## Aim of the exercise
Copying exactly, give the lines in the material below from the one with "pub fn is_empty(&self)" to the one with "fn position(&self, name: &str)", ends included, and nothing besides.

---*---

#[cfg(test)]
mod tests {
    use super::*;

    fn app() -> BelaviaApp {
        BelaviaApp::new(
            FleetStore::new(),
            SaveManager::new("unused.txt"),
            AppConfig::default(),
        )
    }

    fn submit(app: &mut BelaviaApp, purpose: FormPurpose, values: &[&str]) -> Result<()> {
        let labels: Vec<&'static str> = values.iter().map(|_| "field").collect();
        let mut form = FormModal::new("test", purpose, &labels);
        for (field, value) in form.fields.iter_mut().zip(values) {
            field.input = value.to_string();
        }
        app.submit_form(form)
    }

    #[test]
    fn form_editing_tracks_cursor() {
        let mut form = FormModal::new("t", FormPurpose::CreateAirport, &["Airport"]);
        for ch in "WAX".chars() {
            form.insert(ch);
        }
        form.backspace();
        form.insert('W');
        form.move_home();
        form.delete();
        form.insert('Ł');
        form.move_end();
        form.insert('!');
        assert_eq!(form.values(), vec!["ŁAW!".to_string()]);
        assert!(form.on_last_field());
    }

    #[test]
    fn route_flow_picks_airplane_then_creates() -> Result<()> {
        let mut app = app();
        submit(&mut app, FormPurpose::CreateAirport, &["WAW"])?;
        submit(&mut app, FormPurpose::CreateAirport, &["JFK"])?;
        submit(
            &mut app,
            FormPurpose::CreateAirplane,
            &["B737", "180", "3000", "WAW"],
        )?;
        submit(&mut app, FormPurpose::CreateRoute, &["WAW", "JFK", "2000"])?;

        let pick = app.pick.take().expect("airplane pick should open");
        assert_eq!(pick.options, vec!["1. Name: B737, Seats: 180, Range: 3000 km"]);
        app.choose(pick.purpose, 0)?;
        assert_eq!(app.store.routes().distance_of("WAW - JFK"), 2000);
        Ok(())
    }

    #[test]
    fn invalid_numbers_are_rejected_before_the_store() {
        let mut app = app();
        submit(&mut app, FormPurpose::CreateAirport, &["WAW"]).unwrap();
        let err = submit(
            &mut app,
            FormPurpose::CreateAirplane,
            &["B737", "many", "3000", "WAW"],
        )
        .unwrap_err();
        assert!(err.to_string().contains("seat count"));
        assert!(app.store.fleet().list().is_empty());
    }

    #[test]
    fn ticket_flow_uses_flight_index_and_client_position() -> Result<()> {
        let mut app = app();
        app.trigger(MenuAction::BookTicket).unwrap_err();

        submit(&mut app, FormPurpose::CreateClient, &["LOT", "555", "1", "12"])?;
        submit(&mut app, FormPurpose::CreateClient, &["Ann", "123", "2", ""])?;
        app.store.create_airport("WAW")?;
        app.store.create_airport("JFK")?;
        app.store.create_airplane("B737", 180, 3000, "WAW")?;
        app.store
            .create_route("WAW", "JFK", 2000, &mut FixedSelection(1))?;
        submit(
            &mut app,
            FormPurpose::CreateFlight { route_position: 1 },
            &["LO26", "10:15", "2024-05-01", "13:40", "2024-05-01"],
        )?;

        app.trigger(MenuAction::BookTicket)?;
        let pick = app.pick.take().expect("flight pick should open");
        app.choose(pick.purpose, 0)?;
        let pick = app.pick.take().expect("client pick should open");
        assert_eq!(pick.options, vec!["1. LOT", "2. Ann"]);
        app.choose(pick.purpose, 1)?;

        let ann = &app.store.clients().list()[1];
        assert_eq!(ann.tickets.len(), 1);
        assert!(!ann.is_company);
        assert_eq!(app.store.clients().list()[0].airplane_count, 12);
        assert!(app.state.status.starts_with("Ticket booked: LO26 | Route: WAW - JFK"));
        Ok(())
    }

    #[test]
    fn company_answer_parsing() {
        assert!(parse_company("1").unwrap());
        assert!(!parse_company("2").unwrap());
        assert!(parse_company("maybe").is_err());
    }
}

---*---

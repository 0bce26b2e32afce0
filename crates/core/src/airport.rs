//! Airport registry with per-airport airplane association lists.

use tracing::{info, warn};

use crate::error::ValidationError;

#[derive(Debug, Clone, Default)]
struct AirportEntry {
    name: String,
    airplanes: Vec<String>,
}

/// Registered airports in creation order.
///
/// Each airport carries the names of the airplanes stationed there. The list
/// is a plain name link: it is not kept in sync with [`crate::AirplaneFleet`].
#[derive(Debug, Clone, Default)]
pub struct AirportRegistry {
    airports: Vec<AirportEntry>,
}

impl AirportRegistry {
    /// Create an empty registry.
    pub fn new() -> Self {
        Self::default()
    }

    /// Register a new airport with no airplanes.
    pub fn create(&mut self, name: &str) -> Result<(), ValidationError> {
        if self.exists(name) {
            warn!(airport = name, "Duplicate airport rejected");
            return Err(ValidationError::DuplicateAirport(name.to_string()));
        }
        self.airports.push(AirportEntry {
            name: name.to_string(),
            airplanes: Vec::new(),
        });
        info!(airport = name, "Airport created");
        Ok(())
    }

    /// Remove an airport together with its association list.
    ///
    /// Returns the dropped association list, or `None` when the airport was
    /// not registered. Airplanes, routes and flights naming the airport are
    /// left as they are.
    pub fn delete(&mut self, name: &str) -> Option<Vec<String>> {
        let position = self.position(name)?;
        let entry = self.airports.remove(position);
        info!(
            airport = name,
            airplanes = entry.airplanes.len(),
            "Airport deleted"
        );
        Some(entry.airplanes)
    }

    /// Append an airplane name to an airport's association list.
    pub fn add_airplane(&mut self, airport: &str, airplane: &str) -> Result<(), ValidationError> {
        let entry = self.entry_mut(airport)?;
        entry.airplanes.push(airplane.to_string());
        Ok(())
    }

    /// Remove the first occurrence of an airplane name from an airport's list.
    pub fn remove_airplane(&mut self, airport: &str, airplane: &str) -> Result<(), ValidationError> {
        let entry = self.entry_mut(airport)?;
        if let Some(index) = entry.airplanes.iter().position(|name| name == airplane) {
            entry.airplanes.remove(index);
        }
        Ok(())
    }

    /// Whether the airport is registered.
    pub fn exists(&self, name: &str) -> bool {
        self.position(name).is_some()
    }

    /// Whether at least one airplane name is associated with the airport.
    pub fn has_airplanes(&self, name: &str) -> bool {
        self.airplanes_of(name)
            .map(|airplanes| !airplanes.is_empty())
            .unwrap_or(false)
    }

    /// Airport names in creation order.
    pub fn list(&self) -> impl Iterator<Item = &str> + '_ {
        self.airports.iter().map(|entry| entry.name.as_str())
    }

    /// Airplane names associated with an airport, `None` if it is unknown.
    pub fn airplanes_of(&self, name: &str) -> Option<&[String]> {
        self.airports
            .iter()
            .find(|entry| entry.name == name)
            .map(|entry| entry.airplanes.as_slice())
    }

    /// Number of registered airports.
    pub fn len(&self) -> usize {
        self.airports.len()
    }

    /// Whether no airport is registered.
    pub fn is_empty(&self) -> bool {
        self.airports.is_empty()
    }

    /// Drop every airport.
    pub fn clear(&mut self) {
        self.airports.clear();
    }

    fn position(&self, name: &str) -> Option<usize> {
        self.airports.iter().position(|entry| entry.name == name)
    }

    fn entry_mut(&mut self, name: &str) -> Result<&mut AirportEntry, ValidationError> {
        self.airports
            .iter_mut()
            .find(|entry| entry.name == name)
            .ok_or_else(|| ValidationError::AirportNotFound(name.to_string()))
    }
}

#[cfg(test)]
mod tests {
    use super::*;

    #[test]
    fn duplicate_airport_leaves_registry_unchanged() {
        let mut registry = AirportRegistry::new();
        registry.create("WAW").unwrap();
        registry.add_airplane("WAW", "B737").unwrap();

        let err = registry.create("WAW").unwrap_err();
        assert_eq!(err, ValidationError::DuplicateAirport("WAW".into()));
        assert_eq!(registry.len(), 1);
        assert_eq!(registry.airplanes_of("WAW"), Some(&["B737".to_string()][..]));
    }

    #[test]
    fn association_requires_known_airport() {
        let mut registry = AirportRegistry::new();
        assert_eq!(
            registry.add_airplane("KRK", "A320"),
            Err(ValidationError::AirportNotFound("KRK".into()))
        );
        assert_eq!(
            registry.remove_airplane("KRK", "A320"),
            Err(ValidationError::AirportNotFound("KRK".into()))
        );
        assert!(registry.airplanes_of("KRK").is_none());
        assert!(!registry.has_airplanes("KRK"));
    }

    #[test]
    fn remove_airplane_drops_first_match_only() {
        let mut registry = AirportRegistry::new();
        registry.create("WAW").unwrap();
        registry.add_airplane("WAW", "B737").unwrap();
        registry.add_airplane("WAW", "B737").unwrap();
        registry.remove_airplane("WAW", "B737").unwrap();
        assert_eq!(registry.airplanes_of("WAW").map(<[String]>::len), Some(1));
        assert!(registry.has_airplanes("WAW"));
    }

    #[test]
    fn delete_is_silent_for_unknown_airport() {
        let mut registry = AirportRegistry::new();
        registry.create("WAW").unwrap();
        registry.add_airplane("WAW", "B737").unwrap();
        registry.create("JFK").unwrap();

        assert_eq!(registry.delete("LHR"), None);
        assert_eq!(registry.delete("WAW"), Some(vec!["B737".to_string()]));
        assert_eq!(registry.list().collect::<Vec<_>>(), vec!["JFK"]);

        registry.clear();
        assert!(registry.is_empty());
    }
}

---*---

## Answer section
    pub fn is_empty(&self) -> bool {
        self.airports.is_empty()
    }

    /// Drop every airport.
    pub fn clear(&mut self) {
        self.airports.clear();
    }

    fn position(&self, name: &str) -> Option<usize> {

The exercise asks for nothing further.